For the purposes of my own project I mostly use the definition of psychogeography as it is set out by the Situationists. Psychogeography is: “The study of the specific effects of the geographical environment, consciously organized or not, on the emotions and behavior of individuals.” (Situationist International 1996: 69) However, I think it is pertinent to note that another form of psychogeography was given the same name by Howard F. Stein. In his book Developmental Time, Cultural Space: Studies in Psychogeography (1987) Stein does not see psychogeography as a nebulous or cryptic response to space at all, but something that is ever-present in the individual. Approaching it from a psychoanalytical angle, Stein sees psychogeography as referring to "people's shared psychological representation or 'map' of the natural and social world". (1987: 3) In his edited text with William G. Niederland Maps from the Mind: Readings in Psychogeography (1989) it is described thus:
Psychogeography is the study of how issues, experiences, and processes that result from growing up in a male or female body [...] become symbolized and played out in the wider social and natural worlds, which serve as 'screens' for these inner dramas. (1989: xvii)

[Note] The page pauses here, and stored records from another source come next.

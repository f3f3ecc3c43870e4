use chrono::{DateTime, Datelike, TimeZone, Utc};
use serde::{de, Deserialize, Deserializer, Serialize};

/// One stored file as reported by the remote files API.
#[derive(Debug, Clone, PartialEq, Serialize, Deserialize)]
pub struct FileRecord {
    pub filename: String,
    #[serde(rename = "sizeMB")]
    pub size_mb: f64,
    #[serde(rename = "uploadedAt", deserialize_with = "deserialize_uploaded_at")]
    pub uploaded_at: DateTime<Utc>,
}

impl FileRecord {
    /// Size with two decimals, e.g. `2.50 MB`.
    pub fn size_display(&self) -> String {
        format!("{:.2} MB", self.size_mb)
    }

    /// Upload day as `M/D/YYYY` (UTC).
    pub fn uploaded_on(&self) -> String {
        format!(
            "{}/{}/{}",
            self.uploaded_at.month(),
            self.uploaded_at.day(),
            self.uploaded_at.year()
        )
    }
}

/// One page of the listing plus the server's totals.
#[derive(Debug, Clone, PartialEq, Serialize, Deserialize)]
#[serde(rename_all = "camelCase")]
pub struct FilePage {
    pub files: Vec<FileRecord>,
    pub total_files: u64,
    pub total_pages: u32,
}

#[derive(Deserialize)]
#[serde(untagged)]
enum RawTimestamp {
    Millis(i64),
    FractionalMillis(f64),
    Text(String),
}

/// The service stores `uploadedAt` either as epoch milliseconds or as an
/// ISO-8601 string depending on the driver; accept both.
fn deserialize_uploaded_at<'de, D>(deserializer: D) -> Result<DateTime<Utc>, D::Error>
where
    D: Deserializer<'de>,
{
    let millis = match RawTimestamp::deserialize(deserializer)? {
        RawTimestamp::Millis(ms) => ms,
        RawTimestamp::FractionalMillis(ms) => ms as i64,
        RawTimestamp::Text(text) => {
            return DateTime::parse_from_rfc3339(&text)
                .map(|dt| dt.with_timezone(&Utc))
                .map_err(|e| de::Error::custom(format!("invalid uploadedAt '{}': {}", text, e)));
        }
    };

    Utc.timestamp_millis_opt(millis)
        .single()
        .ok_or_else(|| de::Error::custom(format!("uploadedAt out of range: {}", millis)))
}

#[cfg(test)]
mod tests {
    use super::*;
    use serde_json::json;

    #[test]
    fn parses_listing_with_millisecond_timestamps() {
        let page: FilePage = serde_json::from_value(json!({
            "files": [{"filename": "a.pdf", "sizeMB": 2.5, "uploadedAt": 1690000000000i64}],
            "totalFiles": 1,
            "totalPages": 1
        }))
        .unwrap();

        assert_eq!(page.total_files, 1);
        assert_eq!(page.total_pages, 1);
        let file = &page.files[0];
        assert_eq!(file.filename, "a.pdf");
        assert_eq!(file.size_display(), "2.50 MB");
        assert_eq!(file.uploaded_on(), "7/22/2023");
    }

    #[test]
    fn parses_iso_timestamps() {
        let file: FileRecord = serde_json::from_value(json!({
            "filename": "report.pdf",
            "sizeMB": 0.123,
            "uploadedAt": "2024-01-05T10:00:00.000Z"
        }))
        .unwrap();

        assert_eq!(file.uploaded_on(), "1/5/2024");
        assert_eq!(file.size_display(), "0.12 MB");
    }

    #[test]
    fn rejects_garbage_timestamps() {
        let result: Result<FileRecord, _> = serde_json::from_value(json!({
            "filename": "x.pdf",
            "sizeMB": 1.0,
            "uploadedAt": "yesterday"
        }));
        assert!(result.is_err());
    }
}
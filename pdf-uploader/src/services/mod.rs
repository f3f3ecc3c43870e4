pub mod files_api;
pub mod files_client;
pub mod metrics;

pub use files_api::{FilesApi, ProgressTracker};
pub use files_client::FilesClient;
//! Seam between the controllers and the remote files service.

use crate::error::TransportError;
use crate::models::{FilePage, PendingFile, QueryState, UploadProgress};
use async_trait::async_trait;
use std::sync::atomic::{AtomicU64, Ordering};
use std::sync::Arc;
use tokio::sync::watch;

/// Operations the UI needs from the remote files API.
#[async_trait]
pub trait FilesApi: Send + Sync {
    /// `GET /api/files` for one page of the listing.
    async fn list_files(&self, query: &QueryState) -> Result<FilePage, TransportError>;

    /// `POST /api/upload` with every file under the `files` field.
    ///
    /// Implementations call [`ProgressTracker::record`] as body bytes are
    /// handed to the transport.
    async fn upload_files(
        &self,
        files: Vec<PendingFile>,
        progress: Arc<ProgressTracker>,
    ) -> Result<(), TransportError>;

    /// `DELETE /api/files/{filename}`; only HTTP 200 counts as success.
    async fn delete_file(&self, filename: &str) -> Result<(), TransportError>;
}

/// Turns byte counts into the published upload percentage.
pub struct ProgressTracker {
    sender: Arc<watch::Sender<UploadProgress>>,
    total: u64,
    sent: AtomicU64,
}

impl ProgressTracker {
    pub fn new(sender: Arc<watch::Sender<UploadProgress>>, total: u64) -> Arc<Self> {
        Arc::new(Self {
            sender,
            total,
            sent: AtomicU64::new(0),
        })
    }

    pub fn total(&self) -> u64 {
        self.total
    }

    /// Account for `bytes` more body bytes. The published percentage never
    /// goes down, and nothing is published once the upload has finished.
    pub fn record(&self, bytes: u64) {
        let sent = self.sent.fetch_add(bytes, Ordering::Relaxed) + bytes;
        let percent = percent_complete(sent, self.total);

        self.sender.send_if_modified(|progress| {
            if progress.uploading && percent > progress.percent {
                progress.percent = percent;
                true
            } else {
                false
            }
        });
    }
}

/// `floor(sent * 100 / total)`, capped at 100.
pub fn percent_complete(sent: u64, total: u64) -> u8 {
    if total == 0 {
        return 100;
    }
    let sent = sent.min(total) as u128;
    (sent * 100 / total as u128) as u8
}

#[cfg(test)]
mod tests {
    use super::*;

    #[test]
    fn percent_is_floored() {
        assert_eq!(percent_complete(0, 3), 0);
        assert_eq!(percent_complete(1, 3), 33);
        assert_eq!(percent_complete(2, 3), 66);
        assert_eq!(percent_complete(3, 3), 100);
        assert_eq!(percent_complete(5, 3), 100);
        assert_eq!(percent_complete(0, 0), 100);
    }

    #[test]
    fn tracker_publishes_monotonic_progress() {
        let (sender, receiver) = watch::channel(UploadProgress::started());
        let tracker = ProgressTracker::new(Arc::new(sender), 200);

        tracker.record(50);
        assert_eq!(receiver.borrow().percent, 25);
        tracker.record(0);
        assert_eq!(receiver.borrow().percent, 25);
        tracker.record(150);
        assert_eq!(receiver.borrow().percent, 100);
    }

    #[test]
    fn tracker_is_silent_after_upload_finished() {
        let (sender, receiver) = watch::channel(UploadProgress::idle());
        let tracker = ProgressTracker::new(Arc::new(sender), 10);

        tracker.record(10);
        assert_eq!(*receiver.borrow(), UploadProgress::idle());
    }
}
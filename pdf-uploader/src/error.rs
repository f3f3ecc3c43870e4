use reqwest::StatusCode;
use thiserror::Error;

/// Rejected user input. The message is shown inline as-is.
#[derive(Debug, Error, Clone, Copy, PartialEq, Eq)]
pub enum ValidationError {
    #[error("Only PDF files are allowed")]
    NonPdfSelection,

    #[error("Please select files first")]
    EmptySelection,
}

/// Failure talking to the remote files API.
#[derive(Debug, Error)]
pub enum TransportError {
    #[error("HTTP request failed: {0}")]
    Request(#[from] reqwest::Error),

    #[error("Files API returned {status}")]
    Status { status: StatusCode, body: String },

    #[error("Malformed files API response: {0}")]
    Decode(#[from] serde_json::Error),

    #[error("Invalid files API URL: {0}")]
    InvalidUrl(String),
}

impl TransportError {
    /// User-facing text carried in an error response body, if any.
    ///
    /// A JSON body contributes its `error` or `message` string; any other
    /// non-blank body is used verbatim.
    pub fn server_message(&self) -> Option<String> {
        let TransportError::Status { body, .. } = self else {
            return None;
        };

        let body = body.trim();
        if body.is_empty() {
            return None;
        }

        if let Ok(serde_json::Value::Object(map)) = serde_json::from_str::<serde_json::Value>(body) {
            return ["error", "message"]
                .iter()
                .find_map(|key| map.get(*key).and_then(|v| v.as_str()))
                .map(str::to_string);
        }

        Some(body.to_string())
    }
}

#[derive(Debug, Error)]
pub enum UploadError {
    #[error(transparent)]
    Validation(#[from] ValidationError),

    #[error(transparent)]
    Transport(#[from] TransportError),
}

#[cfg(test)]
mod tests {
    use super::*;

    fn status(body: &str) -> TransportError {
        TransportError::Status {
            status: StatusCode::BAD_REQUEST,
            body: body.to_string(),
        }
    }

    #[test]
    fn plain_text_body_is_used_verbatim() {
        assert_eq!(
            status("File too large").server_message().as_deref(),
            Some("File too large")
        );
    }

    #[test]
    fn json_error_field_is_extracted() {
        assert_eq!(
            status(r#"{"error":"Only PDFs accepted"}"#).server_message().as_deref(),
            Some("Only PDFs accepted")
        );
        assert_eq!(
            status(r#"{"message":"Quota exceeded"}"#).server_message().as_deref(),
            Some("Quota exceeded")
        );
    }

    #[test]
    fn blank_or_opaque_bodies_have_no_message() {
        assert_eq!(status("   ").server_message(), None);
        assert_eq!(status(r#"{"code":42}"#).server_message(), None);
        assert_eq!(TransportError::InvalidUrl("files.local".to_string()).server_message(), None);
    }
}
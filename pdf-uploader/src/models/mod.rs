pub mod file;
pub mod notification;
pub mod query;
pub mod upload;

pub use file::{FilePage, FileRecord};
pub use notification::{Notification, NotificationLevel};
pub use query::{ListFilesParams, MaxSize, QueryState, DEFAULT_PAGE_SIZE};
pub use upload::{PendingFile, UploadProgress, PDF_MIME_TYPE};
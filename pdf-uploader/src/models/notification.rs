/// Severity of a transient notification ("toast").
#[derive(Debug, Clone, Copy, PartialEq, Eq)]
pub enum NotificationLevel {
    Success,
    Error,
}

#[derive(Debug, Clone, PartialEq, Eq)]
pub struct Notification {
    pub level: NotificationLevel,
    pub message: String,
}

impl Notification {
    pub fn success(message: impl Into<String>) -> Self {
        Self {
            level: NotificationLevel::Success,
            message: message.into(),
        }
    }

    pub fn error(message: impl Into<String>) -> Self {
        Self {
            level: NotificationLevel::Error,
            message: message.into(),
        }
    }

    pub fn is_error(&self) -> bool {
        self.level == NotificationLevel::Error
    }
}
pub mod logging;
pub mod trace_context;

pub use logging::init_tracing;
pub use trace_context::{
    TRACEPARENT_HEADER, TRACESTATE_HEADER, TracedClientExt, TracedRequest, inject_trace_context,
};
use crate::controllers::{ListingView, UploadView};
use crate::models::Notification;
use crate::pages::remember_page;
use crate::AppState;
use askama::Template;
use axum::extract::State;
use service_core::error::AppError;
use tower_sessions::Session;
use uuid::Uuid;

#[derive(Template)]
#[template(path = "index.html")]
pub struct IndexTemplate {
    /// Sent back on every fragment request as `x-page-id`.
    pub page_id: Uuid,
    pub upload: UploadView,
    pub listing: ListingView,
    pub notifications: Vec<Notification>,
}

/// Full page. Every load starts a new page with default state and fetches
/// the first listing page.
pub async fn index(
    State(state): State<AppState>,
    session: Session,
) -> Result<IndexTemplate, AppError> {
    let page = state.pages.open();
    remember_page(&session, &page).await?;
    page.ensure_loaded().await;

    Ok(IndexTemplate {
        page_id: page.id(),
        upload: page.upload().view().await,
        listing: page.listing().view().await,
        notifications: page.drain_notifications().await,
    })
}

pub async fn health_check() -> &'static str {
    "OK"
}
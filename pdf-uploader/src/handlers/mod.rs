pub mod app;
pub mod files;
pub mod metrics;
pub mod upload;
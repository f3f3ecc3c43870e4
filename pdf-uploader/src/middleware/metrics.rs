use crate::services::metrics::record_http_request;
use axum::{
    extract::{MatchedPath, Request},
    middleware::Next,
    response::Response,
};
use std::time::Instant;

/// Count and time every request, labelled by route template so that
/// `/files/page/:page` stays one series.
pub async fn metrics_middleware(req: Request, next: Next) -> Response {
    let start = Instant::now();
    let method = req.method().to_string();
    let path = req
        .extensions()
        .get::<MatchedPath>()
        .map(|matched| matched.as_str().to_string())
        .unwrap_or_else(|| "unmatched".to_string());

    let response = next.run(req).await;

    let status = response.status().as_u16().to_string();
    record_http_request(&method, &path, &status, start.elapsed().as_secs_f64());

    response
}
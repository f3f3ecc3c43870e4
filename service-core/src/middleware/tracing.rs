use axum::http::HeaderValue;
use axum::{extract::Request, middleware::Next, response::Response};
use uuid::Uuid;

pub const REQUEST_ID_HEADER: &str = "x-request-id";

/// Ensure every request carries an `x-request-id`, generating one when the
/// client did not send it, and echo it on the response.
pub async fn request_id_middleware(mut req: Request, next: Next) -> Response {
    let request_id = req
        .headers()
        .get(REQUEST_ID_HEADER)
        .and_then(|h| h.to_str().ok())
        .map(|s| s.to_string())
        .unwrap_or_else(|| Uuid::new_v4().to_string());

    if let Ok(header_value) = HeaderValue::from_str(&request_id) {
        req.headers_mut().insert(REQUEST_ID_HEADER, header_value);
    }

    let mut response = next.run(req).await;

    if let Ok(header_value) = HeaderValue::from_str(&request_id) {
        response
            .headers_mut()
            .insert(REQUEST_ID_HEADER, header_value);
    }

    response
}

#[cfg(test)]
mod tests {
    use super::*;
    use axum::{Router, body::Body, http::Request as HttpRequest, middleware::from_fn, routing::get};
    use tower::util::ServiceExt;

    fn app() -> Router {
        Router::new()
            .route("/", get(|| async { "ok" }))
            .layer(from_fn(request_id_middleware))
    }

    #[tokio::test]
    async fn generates_request_id_when_missing() {
        let response = app()
            .oneshot(HttpRequest::builder().uri("/").body(Body::empty()).unwrap())
            .await
            .unwrap();

        let id = response.headers().get(REQUEST_ID_HEADER).unwrap();
        assert!(Uuid::parse_str(id.to_str().unwrap()).is_ok());
    }

    #[tokio::test]
    async fn echoes_incoming_request_id() {
        let response = app()
            .oneshot(
                HttpRequest::builder()
                    .uri("/")
                    .header(REQUEST_ID_HEADER, "abc-123")
                    .body(Body::empty())
                    .unwrap(),
            )
            .await
            .unwrap();

        assert_eq!(response.headers().get(REQUEST_ID_HEADER).unwrap(), "abc-123");
    }
}
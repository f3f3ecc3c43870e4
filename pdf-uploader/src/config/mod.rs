use serde::Deserialize;
use service_core::config::{configuration_directory, load_layered};

#[derive(Deserialize, Clone, Debug)]
pub struct Settings {
    pub server: ServerSettings,
    pub files_api: FilesApiSettings,
    #[serde(default)]
    pub pages: PageSettings,
    #[serde(default)]
    pub telemetry: TelemetrySettings,
}

#[derive(Deserialize, Clone, Debug)]
pub struct ServerSettings {
    pub host: String,
    pub port: u16,
    #[serde(default = "default_max_upload_bytes")]
    pub max_upload_bytes: usize,
}

fn default_max_upload_bytes() -> usize {
    50 * 1024 * 1024
}

#[derive(Deserialize, Clone, Debug)]
pub struct FilesApiSettings {
    /// Origin of the remote files service, e.g. `https://files.example.com`.
    pub base_url: String,
    /// Rows requested per listing page (`limit` query parameter).
    #[serde(default = "default_page_size")]
    pub page_size: u32,
    /// Overall request timeout. Unset means the transport default.
    #[serde(default)]
    pub timeout_seconds: Option<u64>,
}

fn default_page_size() -> u32 {
    crate::models::DEFAULT_PAGE_SIZE
}

#[derive(Deserialize, Clone, Debug)]
pub struct PageSettings {
    /// Browser pages untouched for this long are evicted and their
    /// in-flight requests cancelled.
    #[serde(default = "default_idle_timeout")]
    pub idle_timeout_seconds: u64,
    #[serde(default = "default_sweep_interval")]
    pub sweep_interval_seconds: u64,
}

impl Default for PageSettings {
    fn default() -> Self {
        Self {
            idle_timeout_seconds: default_idle_timeout(),
            sweep_interval_seconds: default_sweep_interval(),
        }
    }
}

fn default_idle_timeout() -> u64 {
    30 * 60
}

fn default_sweep_interval() -> u64 {
    60
}

#[derive(Deserialize, Clone, Debug)]
pub struct TelemetrySettings {
    #[serde(default = "default_log_level")]
    pub log_level: String,
    /// OTLP gRPC collector, e.g. `http://tempo:4317`. Spans stay local when unset.
    #[serde(default)]
    pub otlp_endpoint: Option<String>,
}

impl Default for TelemetrySettings {
    fn default() -> Self {
        Self {
            log_level: default_log_level(),
            otlp_endpoint: None,
        }
    }
}

fn default_log_level() -> String {
    "info".to_string()
}

pub fn get_configuration() -> Result<Settings, config::ConfigError> {
    let directory = configuration_directory("pdf-uploader")?;
    load_layered(&directory)
}
use axum::{extract::Request, http::header, middleware::Next, response::IntoResponse};

/// Content policy for the server-rendered pages: own origin plus the htmx
/// bundle from unpkg, inline styles for the progress bar width.
const PAGE_CSP: &str = "default-src 'self'; \
     script-src 'self' https://unpkg.com; \
     style-src 'self' 'unsafe-inline'; \
     img-src 'self' data:; \
     connect-src 'self'; \
     frame-ancestors 'none'";

pub async fn security_headers_middleware(req: Request, next: Next) -> impl IntoResponse {
    let mut response = next.run(req).await;
    let headers = response.headers_mut();

    headers.insert(
        header::X_CONTENT_TYPE_OPTIONS,
        header::HeaderValue::from_static("nosniff"),
    );
    headers.insert(
        header::X_FRAME_OPTIONS,
        header::HeaderValue::from_static("DENY"),
    );
    headers.insert(
        header::REFERRER_POLICY,
        header::HeaderValue::from_static("same-origin"),
    );
    headers.insert(
        header::CONTENT_SECURITY_POLICY,
        header::HeaderValue::from_static(PAGE_CSP),
    );

    response
}
use bytes::Bytes;

pub const PDF_MIME_TYPE: &str = "application/pdf";

/// A file staged for upload, with the MIME type the browser declared.
#[derive(Debug, Clone, PartialEq)]
pub struct PendingFile {
    pub name: String,
    pub content_type: String,
    pub data: Bytes,
}

impl PendingFile {
    pub fn new(name: impl Into<String>, content_type: impl Into<String>, data: impl Into<Bytes>) -> Self {
        Self {
            name: name.into(),
            content_type: content_type.into(),
            data: data.into(),
        }
    }

    pub fn is_pdf(&self) -> bool {
        self.content_type == PDF_MIME_TYPE
    }

    pub fn len(&self) -> u64 {
        self.data.len() as u64
    }

    pub fn is_empty(&self) -> bool {
        self.data.is_empty()
    }
}

/// Snapshot of the upload progress bar.
#[derive(Debug, Clone, Copy, PartialEq, Eq, Default)]
pub struct UploadProgress {
    pub uploading: bool,
    /// `floor(bytes_sent * 100 / bytes_total)`.
    pub percent: u8,
}

impl UploadProgress {
    pub fn idle() -> Self {
        Self::default()
    }

    pub fn started() -> Self {
        Self {
            uploading: true,
            percent: 0,
        }
    }
}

Psychogeography for Stein and Niederland takes a Freudian look at space, in considering the inner life of the individual and, therefore, their gender. This form of psychogeographic study aims to look at what connects someone to place and how geography makes a person who they are. It is possible that this form of psychogeography pre-dates that of the Situationists, as the introduction to Maps from the Mind states that Niederland developed it in the 1950s when looking at river symbolism. (1989: xxix) Joel Greenberg uses Niederland's definition of psychogeography in his oedipally named essay 'Psychogeography: A Freudian Look at the Search for Mother Earth...or, How I loved My Mother, Hated My Father and Discovered America' (1978) which looks at exploration and cartography. Greenberg looks at "the unconscious libidinal components linked to geographical pursuits", why the ego projects imagery onto the outside world and how geography appears in representative form. (1978: 90) This type of psychogeography is not the direction I take. I include it here to show the 'grey areas' in the different types of psychogeography. Also because the work of Niederland and Stein has authority in its own field in academia, and to not acknowledge it would be to provide an incomplete picture of what psychogeography is considered to be.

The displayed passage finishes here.